use std::str::FromStr;

use derive_more::Display;
use itertools::Itertools;
use rustsat::solvers::{Solve, SolveIncremental, SolverResult};
use rustsat::types::{Clause, Lit, TernaryVal};
use rustsat_batsat::BasicSolver;

use crate::error::{ExplainError, Result};
use crate::subset::{SoftIdx, Subset};

/// - "High" bias approaches are more likely to discover
///   UNSAT seeds early (since they will be larger), thus favoring finding MUSes early.
/// - "Low" bias approaches are more likely to discover
///   SAT seeds early (since they will be smaller), thus favoring finding MCSes early.
///
/// For each, two methods are available: 1. using preferred values, and 2. optimizing.
/// For high (low) bias, the former corresponds to the map solver first trying to include
/// (exclude) each constraint, while the latter corresponds to finding a seed of maximal
/// (minimal) cardinality.
/// Both are functionally equivalent, but the preferred values method is expected to be faster.
#[derive(Copy, Clone, Debug, Default, PartialEq, Eq, Display)]
pub enum MapSolverMode {
    #[default]
    #[display("high-preferred")]
    HighPreferredValues,
    #[display("low-preferred")]
    LowPreferredValues,
    #[display("high-optimize")]
    HighOptimize,
    #[display("low-optimize")]
    LowOptimize,
}

impl MapSolverMode {
    fn prefers_high(self) -> bool {
        matches!(self, MapSolverMode::HighPreferredValues | MapSolverMode::HighOptimize)
    }

    fn optimizes(self) -> bool {
        matches!(self, MapSolverMode::HighOptimize | MapSolverMode::LowOptimize)
    }
}

impl FromStr for MapSolverMode {
    type Err = String;

    fn from_str(s: &str) -> std::result::Result<Self, Self::Err> {
        match s.to_ascii_lowercase().as_str() {
            "high-preferred" => Ok(MapSolverMode::HighPreferredValues),
            "low-preferred" => Ok(MapSolverMode::LowPreferredValues),
            "high-optimize" => Ok(MapSolverMode::HighOptimize),
            "low-optimize" => Ok(MapSolverMode::LowOptimize),
            _ => Err(format!("unknown map solver mode: {s}")),
        }
    }
}

/// Keeps track of the explored part of the powerset of the soft constraints.
///
/// The map is a set of clauses over one boolean variable per soft constraint, telling whether
/// it is included in the seed. Models of the clauses are the unexplored subsets.
/// Clauses are handed to a SAT solver, queried under assumptions.
pub(crate) struct MapSolver {
    num_vars: usize,
    mode: MapSolverMode,
    solver: BasicSolver,
    /// Whether the map variables were made known to the solver.
    declared: bool,
    /// Set once an empty clause is added: every subset has been explored.
    exhausted: bool,
    /// Index of the next auxiliary variable.
    next_var: u32,
    /// `at_least[k - 1]` implies that at least `k` map literals hold with the preferred value.
    /// Only encoded in optimizing modes, on the first search.
    at_least: Option<Vec<Lit>>,
    /// Singleton MCSes (registered in `block_down`).
    /// Their members belong to every MUS, which the subset solver may exploit.
    known_singleton_mcses: Subset,
}

/// The literal telling that soft constraint `i` is part of the seed.
fn included(i: SoftIdx) -> Lit {
    Lit::positive(i as u32)
}

fn map_error(err: impl std::fmt::Display) -> ExplainError {
    ExplainError::MapSolver(err.to_string())
}

impl MapSolver {
    pub fn new(num_vars: usize, mode: MapSolverMode) -> Self {
        MapSolver {
            num_vars,
            mode,
            solver: BasicSolver::default(),
            declared: false,
            exhausted: false,
            next_var: num_vars as u32 + 1,
            at_least: None,
            known_singleton_mcses: Subset::empty(num_vars),
        }
    }

    pub fn known_singleton_mcses(&self) -> &Subset {
        &self.known_singleton_mcses
    }

    /// Searches for a subset that was not explored yet.
    /// In the MARCO algorithm, it will always be a new subset, thanks to `block_down` and `block_up`.
    pub fn find_unexplored_seed(&mut self) -> Result<Option<Subset>> {
        if self.exhausted {
            return Ok(None);
        }
        self.declare_vars()?;
        if !self.mode.optimizes() {
            return self.lexical_seed(Vec::new());
        }

        let at_least = self.cardinality_counter()?;
        if !self.solve(&[])? {
            return Ok(None);
        }
        let mut best = 0;
        while best < at_least.len() && self.solve(&[at_least[best]])? {
            best += 1;
        }
        tracing::trace!("optimal seed cardinality bound: {best}");
        let bound = best.checked_sub(1).map(|k| at_least[k]);
        self.lexical_seed(bound.into_iter().collect())
    }

    /// Marks all subsets of the MSS complementing `mcs` as explored:
    /// seeds discovered from now on contain at least one member of `mcs`.
    pub fn block_down(&mut self, mcs: &Subset) -> Result<()> {
        if let Ok(singleton) = mcs.iter().exactly_one() {
            self.known_singleton_mcses.insert(singleton);
        }
        self.add_clause(mcs.iter().map(included).collect())
    }

    /// Marks all supersets of `mus` as explored:
    /// seeds discovered from now on exclude at least one member of `mus`.
    pub fn block_up(&mut self, mus: &Subset) -> Result<()> {
        self.add_clause(mus.iter().map(|i| !included(i)).collect())
    }

    fn add_clause(&mut self, lits: Vec<Lit>) -> Result<()> {
        if lits.is_empty() {
            self.exhausted = true;
            return Ok(());
        }
        self.declare_vars()?;
        self.solver.add_clause(lits.into_iter().collect()).map_err(map_error)
    }

    /// Mentions every map variable in a clause satisfied through an anchor variable,
    /// so that the solver knows them before any blocking clause does.
    fn declare_vars(&mut self) -> Result<()> {
        if self.declared {
            return Ok(());
        }
        self.declared = true;
        let anchor = Lit::positive(self.num_vars as u32);
        self.solver.add_unit(anchor).map_err(map_error)?;
        for i in 0..self.num_vars {
            self.solver.add_binary(anchor, included(i)).map_err(map_error)?;
        }
        Ok(())
    }

    fn preferred(&self, i: SoftIdx) -> Lit {
        if self.mode.prefers_high() {
            included(i)
        } else {
            !included(i)
        }
    }

    fn fresh_lit(&mut self) -> Lit {
        let lit = Lit::positive(self.next_var);
        self.next_var += 1;
        lit
    }

    /// Sequential counter over the preferred literals of the map variables, encoded once.
    fn cardinality_counter(&mut self) -> Result<Vec<Lit>> {
        if let Some(at_least) = &self.at_least {
            return Ok(at_least.clone());
        }
        // `prev[j - 1]`: at least `j` of the literals seen so far hold
        let mut prev: Vec<Lit> = Vec::new();
        for i in 0..self.num_vars {
            let lit = self.preferred(i);
            let mut cur = Vec::with_capacity(prev.len() + 1);
            for j in 1..=prev.len() + 1 {
                let s = self.fresh_lit();
                let without_lit = prev.get(j - 1).copied();
                let mut clause: Clause = [!s, lit].into_iter().chain(without_lit).collect();
                self.solver.add_clause(clause).map_err(map_error)?;
                if j >= 2 {
                    clause = [!s, prev[j - 2]].into_iter().chain(without_lit).collect();
                    self.solver.add_clause(clause).map_err(map_error)?;
                }
                cur.push(s);
            }
            prev = cur;
        }
        self.at_least = Some(prev.clone());
        Ok(prev)
    }

    /// Decides the map variables in index order, each on its preferred value whenever the map
    /// and the previous decisions allow it.
    fn lexical_seed(&mut self, mut assumptions: Vec<Lit>) -> Result<Option<Subset>> {
        if !self.solve(&assumptions)? {
            return Ok(None);
        }
        // values of the last model, which satisfies all assumptions made so far
        let mut model = self.model_values();
        let mut seed = Subset::empty(self.num_vars);
        for i in 0..self.num_vars {
            let preferred = self.preferred(i);
            assumptions.push(preferred);
            if model[i] != Some(preferred == included(i)) {
                if self.solve(&assumptions)? {
                    model = self.model_values();
                } else {
                    // the previous model still satisfies every assumption, `!preferred` included
                    assumptions.pop();
                    assumptions.push(!preferred);
                }
            }
            if assumptions.last() == Some(&included(i)) {
                seed.insert(i);
            }
        }
        Ok(Some(seed))
    }

    /// Value of each map variable in the last model. `None` when the solver does not tell.
    fn model_values(&self) -> Vec<Option<bool>> {
        (0..self.num_vars)
            .map(|i| match self.solver.lit_val(included(i)) {
                Ok(TernaryVal::True) => Some(true),
                Ok(TernaryVal::False) => Some(false),
                _ => None,
            })
            .collect()
    }

    fn solve(&mut self, assumptions: &[Lit]) -> Result<bool> {
        match self.solver.solve_assumps(assumptions).map_err(map_error)? {
            SolverResult::Sat => Ok(true),
            SolverResult::Unsat => Ok(false),
            SolverResult::Interrupted => Err(ExplainError::MapSolver("interrupted".to_string())),
        }
    }
}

************

The expected output is the exact run of lines from the start of the entries through the line with "trying to include", inclusive.

▶ **Solution for this exercise**:
use std::str::FromStr;

use derive_more::Display;
use itertools::Itertools;
use rustsat::solvers::{Solve, SolveIncremental, SolverResult};
use rustsat::types::{Clause, Lit, TernaryVal};
use rustsat_batsat::BasicSolver;

use crate::error::{ExplainError, Result};
use crate::subset::{SoftIdx, Subset};

/// - "High" bias approaches are more likely to discover
///   UNSAT seeds early (since they will be larger), thus favoring finding MUSes early.
/// - "Low" bias approaches are more likely to discover
///   SAT seeds early (since they will be smaller), thus favoring finding MCSes early.
///
/// For each, two methods are available: 1. using preferred values, and 2. optimizing.
/// For high (low) bias, the former corresponds to the map solver first trying to include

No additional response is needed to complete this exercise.